Why we’re loving Angels instead: A Preview of Angels In America


Sex, Power, Death: buzzwords every tabloid editor dreams of. Tony Kushner’s Pulitzer Prize winning Angels in America: Millennium Approaches, directed by Jack Sain and staged at the Oxford Playhouse, has the lot, and a lot more to boot. Set in New York in 1985 as the AIDS pandemic sweeps across America, devastating the homosexual community in particular, this 3-hour epic brings together a disparate group of individuals from across society. Tracing the stories of Prior Walter (played by Ed Barr-Sim) and Louis Ironson (Arty Froushan), a couple reeling from the blow of Prior’s AIDS diagnosis, the narrative becomes interwoven with that of closeted Mormon attorney Joe Pitt (Dugie Young), his valium-popping wife Harper (Amelia Sparling) and his ultra-conservative boss Roy Cohn (Barney White), all the while observed by an overarching, angelic presence.

Yet this play promises to be a lot more than any basic plot summary can do justice to. This is a world where the physical and metaphysical are bound in the space of a breath; a world both grand and intimate which, from what I’ve been told, the set will beautifully enact. The Angels team say that the set  expresses the “madness and cultural explosion of the 80s” while remaining engaged with the audience and actors (the cast are involved in all physical transitions); it sounds something to behold.
Furthermore, the play is markedly Brechtian at moments, announcing to the audience to remember that this is a representational art form built on the acceptance of artifice. Accordingly you can expect no black-outs at all between scene changes and a blending of gritty realism and fantastical flights.
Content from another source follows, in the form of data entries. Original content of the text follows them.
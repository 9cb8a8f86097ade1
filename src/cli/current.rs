use clap::Parser;

/// Arguments for the current command
#[derive(Parser, Debug)]
#[command(after_help = "EXAMPLES:\n  \
                  Show the resolved version:\n    iodist current\n\n\
                  Print JSON for scripts:\n    iodist current --json")]
pub struct CurrentArgs {
    /// Print the resolved configuration as JSON
    #[arg(long)]
    pub json: bool,
}
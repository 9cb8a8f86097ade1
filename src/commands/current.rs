//! Current command implementation
//!
//! Shows what the shim would run from here: version, where the version came
//! from, architecture, executable and persisted arguments.

use std::io::Write;

use console::Style;

use crate::cli::CurrentArgs;
use crate::common::env::Environment;
use crate::common::fs::FileSystem;
use crate::config::ShimConfig;
use crate::error::Result;

use super::Context;

/// Run current command
pub fn run<E, F>(ctx: &Context<E, F>, args: &CurrentArgs, out: &mut impl Write) -> Result<()>
where
    E: Environment,
    F: FileSystem,
{
    let config = ctx.resolve()?;

    if args.json {
        serde_json::to_writer_pretty(&mut *out, &config)?;
        writeln!(out)?;
        return Ok(());
    }

    display_config(&config, out)
}

fn display_config(config: &ShimConfig, out: &mut impl Write) -> Result<()> {
    let label = Style::new().bold();

    writeln!(
        out,
        "{} {}",
        label.apply_to("Version:"),
        Style::new().bold().yellow().apply_to(config.version())
    )?;
    match &config.resolved.marker {
        Some(path) => writeln!(
            out,
            "{} {} ({})",
            label.apply_to("Source:"),
            config.resolved.source,
            dunce::simplified(path).display()
        )?,
        None => writeln!(
            out,
            "{} {}",
            label.apply_to("Source:"),
            config.resolved.source
        )?,
    }
    writeln!(out, "{} {}", label.apply_to("Arch:"), config.arch)?;
    writeln!(
        out,
        "{} {}",
        label.apply_to("Executable:"),
        dunce::simplified(&config.executable).display()
    )?;
    if !config.persisted_args.is_empty() {
        writeln!(
            out,
            "{} {}",
            label.apply_to("Default args:"),
            config.persisted_args.join(" ")
        )?;
    }

    Ok(())
}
From the few scenes I witnessed, the acting promises not to disappoint either. You can be certain of strong performances all round, with Jack Sain’s idiosyncratic and totally engaging directorial style tightening and tweaking the already assured cast. He calls his manner “physical first”, and even had one of the cast performing press-ups before his scene to engrain a sense of adrenaline into the performance. “He’s obsessive to the point of perfection” qualifies Jessica Campbell, the associate artist. And it seems to work: standout performances were given by Ed Barr-Sim, who managed to portray his character as  both whimsically detached and nervously vulnerable and fragile. Meanwhile Barney White was the consummate voice of understated, simmering menace masked at first by joviality until the façade is devastatingly dropped.

My only fleeting concern would be that at 3 hours long it may be difficult to maintain the intensity of the performances, and in a couple of the scenes the energy level did noticeably drop. However this was addressed head on (see press-ups or the exercise of biting one’s own shoe…) and I’m sure the remaining rehearsals will rectify that for good. Why stage this play above any other I asked? Responses included “It’s radical in the Oxford setting,” and “it’s a linguistically amazing piece”: all reasons to see it, but I think the most brazenly honest response that “it’s a fucking good play” feels like a good note to end on. I’m sure it’ll be done justice.

Angels in America: Millennium Approaches runs at The Oxford Playhouse from 23rd – 26th January, Wednesday – Saturday of 2nd Week.  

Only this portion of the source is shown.